“Madness in great ones must not unwatched go.” Around the same time William Shakespeare wrote that line, the “Governor and Company of Merchants of London trading to the East Indies,” better known as the East India Company, was taking shape. During the two and a half centuries of its existence, the EIC would become one of the most powerful private-run institutions on the planet, gaining a monopoly on “two thirds of the trading World,” and accruing a reputation that Edmund Burke would refer to as “a state in the guise of a merchant.” In The Anarchy (Bloomsbury, $35), his new history of the EIC, William Dalrymple offers something of a revisionist view. Without underplaying the company’s excesses, Dalrymple puts them into a wider context, showing us, with engrossing storytelling, how the EIC’s malfeasance affected actual lives, especially across caste divides. He also richly evokes the company’s heyday through detailed scenes of military conflict, political intrigue, and even some swashbuckling action.
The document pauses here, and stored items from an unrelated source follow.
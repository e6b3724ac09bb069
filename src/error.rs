use axum::{
    http::{header::RETRY_AFTER, HeaderValue, StatusCode},
    response::{IntoResponse, Response},
    Json,
};
use serde_json::json;
use std::error::Error;
use std::fmt;

use crate::params::ParamError;

/// Seconds a client should wait before retrying a request that hit a busy store.
pub const BUSY_RETRY_AFTER_SECS: u64 = 1;

/// The primary error type for the application.
///
/// Every handler returns [`AppResult`]; the variants map one-to-one onto the
/// HTTP status codes the API can answer with.
#[derive(Debug)]
pub enum AppError {
    /// Unexpected failures. The cause is logged, the client only sees an error id.
    Internal(anyhow::Error),
    /// The request could not be understood at all (malformed body, bad content type).
    BadRequest(String),
    /// The request body exceeds the configured size limit.
    PayloadTooLarge(String),
    /// A required request field is missing or has the wrong type.
    ValidationError {
        /// The name of the field that failed validation.
        field: String,
        /// A message describing the validation error.
        message: String,
    },
    /// The requested record does not exist.
    NotFound(String),
    /// The store is busy or the pool is exhausted; safe to retry.
    ServiceUnavailable {
        message: String,
        retry_after_seconds: u64,
    },
    /// Any other failure reported by the store.
    Database(String),
}

impl fmt::Display for AppError {
    fn fmt(&self, f: &mut fmt::Formatter<'_>) -> fmt::Result {
        match self {
            AppError::Internal(e) => write!(f, "Internal error: {}", e),
            AppError::BadRequest(msg) => write!(f, "Bad request: {}", msg),
            AppError::PayloadTooLarge(msg) => write!(f, "Payload too large: {}", msg),
            AppError::ValidationError { field, message } => {
                write!(f, "Validation error on field '{}': {}", field, message)
            }
            AppError::NotFound(msg) => write!(f, "Not found: {}", msg),
            AppError::ServiceUnavailable { message, retry_after_seconds } => {
                write!(f, "Service unavailable: {}. Retry after {} seconds", message, retry_after_seconds)
            }
            AppError::Database(msg) => write!(f, "Database error: {}", msg),
        }
    }
}

impl Error for AppError {
    fn source(&self) -> Option<&(dyn Error + 'static)> {
        match self {
            AppError::Internal(e) => Some(e.as_ref()),
            _ => None,
        }
    }
}

impl IntoResponse for AppError {
    fn into_response(self) -> Response {
        let mut retry_after = None;
        let (status, error_code, error_message, details) = match self {
            AppError::Internal(e) => {
                let error_id = uuid::Uuid::new_v4();
                tracing::error!(%error_id, "Internal error: {:?}", e);
                (
                    StatusCode::INTERNAL_SERVER_ERROR,
                    "INTERNAL_ERROR",
                    "An internal server error occurred".to_string(),
                    Some(json!({ "error_id": error_id.to_string() })),
                )
            }
            AppError::BadRequest(msg) => (StatusCode::BAD_REQUEST, "BAD_REQUEST", msg, None),
            AppError::PayloadTooLarge(msg) => (StatusCode::PAYLOAD_TOO_LARGE, "PAYLOAD_TOO_LARGE", msg, None),
            AppError::ValidationError { field, message } => (
                StatusCode::BAD_REQUEST,
                "VALIDATION_ERROR",
                format!("Validation failed for field '{}'", field),
                Some(json!({ "field": field, "message": message })),
            ),
            AppError::NotFound(msg) => (StatusCode::NOT_FOUND, "NOT_FOUND", msg, None),
            AppError::ServiceUnavailable { message, retry_after_seconds } => {
                tracing::warn!("Store unavailable: {}", message);
                retry_after = Some(retry_after_seconds);
                (
                    StatusCode::SERVICE_UNAVAILABLE,
                    "SERVICE_UNAVAILABLE",
                    message,
                    Some(json!({ "retry_after_seconds": retry_after_seconds })),
                )
            }
            AppError::Database(msg) => {
                tracing::error!("Database error: {}", msg);
                (
                    StatusCode::INTERNAL_SERVER_ERROR,
                    "DATABASE_ERROR",
                    "A database error occurred".to_string(),
                    Some(json!({ "details": msg })),
                )
            }
        };

        let mut body = json!({
            "error": {
                "code": error_code,
                "message": error_message,
            },
            "status": status.as_u16(),
            "timestamp": chrono::Utc::now().to_rfc3339(),
        });

        if let Some(details) = details {
            body["error"]["details"] = details;
        }

        let mut res = (status, Json(body)).into_response();
        if let Some(secs) = retry_after {
            if let Ok(v) = HeaderValue::from_str(&secs.to_string()) {
                res.headers_mut().insert(RETRY_AFTER, v);
            }
        }
        res
    }
}

impl From<anyhow::Error> for AppError {
    fn from(err: anyhow::Error) -> Self {
        AppError::Internal(err)
    }
}

impl From<sqlx::Error> for AppError {
    fn from(err: sqlx::Error) -> Self {
        match err {
            sqlx::Error::RowNotFound => AppError::NotFound("Record not found".to_string()),
            sqlx::Error::Database(db_err) => {
                if is_busy(db_err.code().as_deref(), db_err.message()) {
                    AppError::ServiceUnavailable {
                        message: "Database is busy".to_string(),
                        retry_after_seconds: BUSY_RETRY_AFTER_SECS,
                    }
                } else {
                    AppError::Database(db_err.message().to_string())
                }
            }
            sqlx::Error::PoolTimedOut => AppError::ServiceUnavailable {
                message: "Database connection pool timed out".to_string(),
                retry_after_seconds: BUSY_RETRY_AFTER_SECS,
            },
            _ => AppError::Database(err.to_string()),
        }
    }
}

impl From<ParamError> for AppError {
    fn from(err: ParamError) -> Self {
        match err {
            ParamError::Malformed(msg) => AppError::BadRequest(msg),
            other => AppError::ValidationError {
                field: other.field().to_string(),
                message: other.to_string(),
            },
        }
    }
}

/// SQLITE_BUSY (5) and SQLITE_LOCKED (6), including their extended codes.
pub(crate) fn is_busy(code: Option<&str>, message: &str) -> bool {
    let by_code = code
        .and_then(|c| c.parse::<i32>().ok())
        .map(|c| matches!(c & 0xff, 5 | 6))
        .unwrap_or(false);
    by_code || message.contains("database is locked") || message.contains("database table is locked")
}

/// A type alias for `Result<T, AppError>`, used throughout the application.
pub type AppResult<T> = Result<T, AppError>;

/// Converts an `Option` into a `Result` carrying [`AppError::NotFound`].
pub trait OptionExt<T> {
    fn ok_or_not_found(self, entity: &str) -> AppResult<T>;
}

impl<T> OptionExt<T> for Option<T> {
    fn ok_or_not_found(self, entity: &str) -> AppResult<T> {
        self.ok_or_else(|| AppError::NotFound(format!("{} not found", entity)))
    }
}
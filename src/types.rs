use serde::{Deserialize, Serialize};

/// Column order of each table. Queries select exactly these columns.
pub const CATEGORY_FIELDS: [&str; 2] = ["id", "name"];
pub const QUIZ_FIELDS: [&str; 4] = ["id", "title", "level", "category_id"];
pub const QUESTION_FIELDS: [&str; 4] = ["id", "content", "score", "quiz_id"];
pub const OPTION_FIELDS: [&str; 3] = ["id", "content", "is_correct"];

// Validated create payloads
#[derive(Debug, Clone, PartialEq, Eq)]
pub struct NewCategory {
    pub name: String,
}

#[derive(Debug, Clone, PartialEq, Eq)]
pub struct NewQuiz {
    pub title: String,
    pub level: i64,
    pub category_id: i64,
}

/// A question with its distractors and the single correct answer.
#[derive(Debug, Clone, PartialEq, Eq)]
pub struct NewQuestion {
    pub content: String,
    pub score: i64,
    pub quiz_id: i64,
    pub distractors: Vec<String>,
    pub answer: String,
}

#[derive(Debug, Clone, Serialize, Deserialize)]
pub struct CreatedResponse {
    pub id: i64,
}
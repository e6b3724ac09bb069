//! Turns store rows into JSON objects.

use serde_json::{Map, Value};

/// Zips `fields` with `row`, skipping every field named in `exclude`.
///
/// `row` must carry one value per field; queries select their columns in the
/// same order as the entity's field list.
pub fn shape(fields: &[&str], row: &[Value], exclude: &[&str]) -> Map<String, Value> {
    debug_assert_eq!(fields.len(), row.len(), "row shape does not match field list");
    fields
        .iter()
        .zip(row.iter())
        .filter(|(name, _)| !exclude.contains(name))
        .map(|(name, value)| (name.to_string(), value.clone()))
        .collect()
}

/// Like [`shape`], an absent row yields an empty object.
pub fn shape_optional(fields: &[&str], row: Option<&[Value]>, exclude: &[&str]) -> Map<String, Value> {
    row.map(|r| shape(fields, r, exclude)).unwrap_or_default()
}

/// `[(id, fields-without-id)]` pairs for collection responses. The id is the first column.
pub fn keyed(fields: &[&str], rows: &[Vec<Value>]) -> Vec<(Value, Map<String, Value>)> {
    rows.iter()
        .map(|row| (row.first().cloned().unwrap_or(Value::Null), shape(fields, row, &["id"])))
        .collect()
}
At a time of renewed suspicion of corporate power, Dalrymple’s story is rich, nuanced, and, above all—riveting.
Every chapter in Medieval Bodies (W.W. Norton, $29.95) could be its own book, but art historian Jack Hartnell does a fantastic job of presenting facts, analysis, and context in a way that is both detailed and succinct. This book is more than just a look back at medieval medical practices; it connects arts, stories, and religious thought of the era to paint a rich picture of how bodies and their functions were perceived at the time. Hartnell successfully demonstrates that the Middle Ages were quite far from the mistaken idea that they were purely a time of darkness, pain, and poor dental hygiene. He is a great advocate, versed in both art history and the scientific practices of the time. The volume is also richly illustrated, making it one of the most beautiful and unusual histories published this year.
After the success of The Templars, Dan Jones—my favourite British historian—is back with yet another captivating and astonishing history lesson. In The Crusaders: The Epic History of the Wars
for the Holy Lands (Viking $30) he takes us back a millennium, exploring the reasons behind, and retelling the events of, the biggest conflict between Christianity and Islam in history. Jones has a way of recounting the story as if he was there, making the centuries fall away into a vivid, immediate painting of that distant era. He quickly pulls you into the narrative and you find yourself immersed in the lives of crusaders, slaves, royals, and ordinary people from both sides of the wars. Well researched and brilliantly told, informative and entertaining, Crusaders will have you turning the pages, and it will make you wonder: have we learned anything in the centuries since the events he chronicles, or are we just repeating the past, fighting the same wars for the same reasons?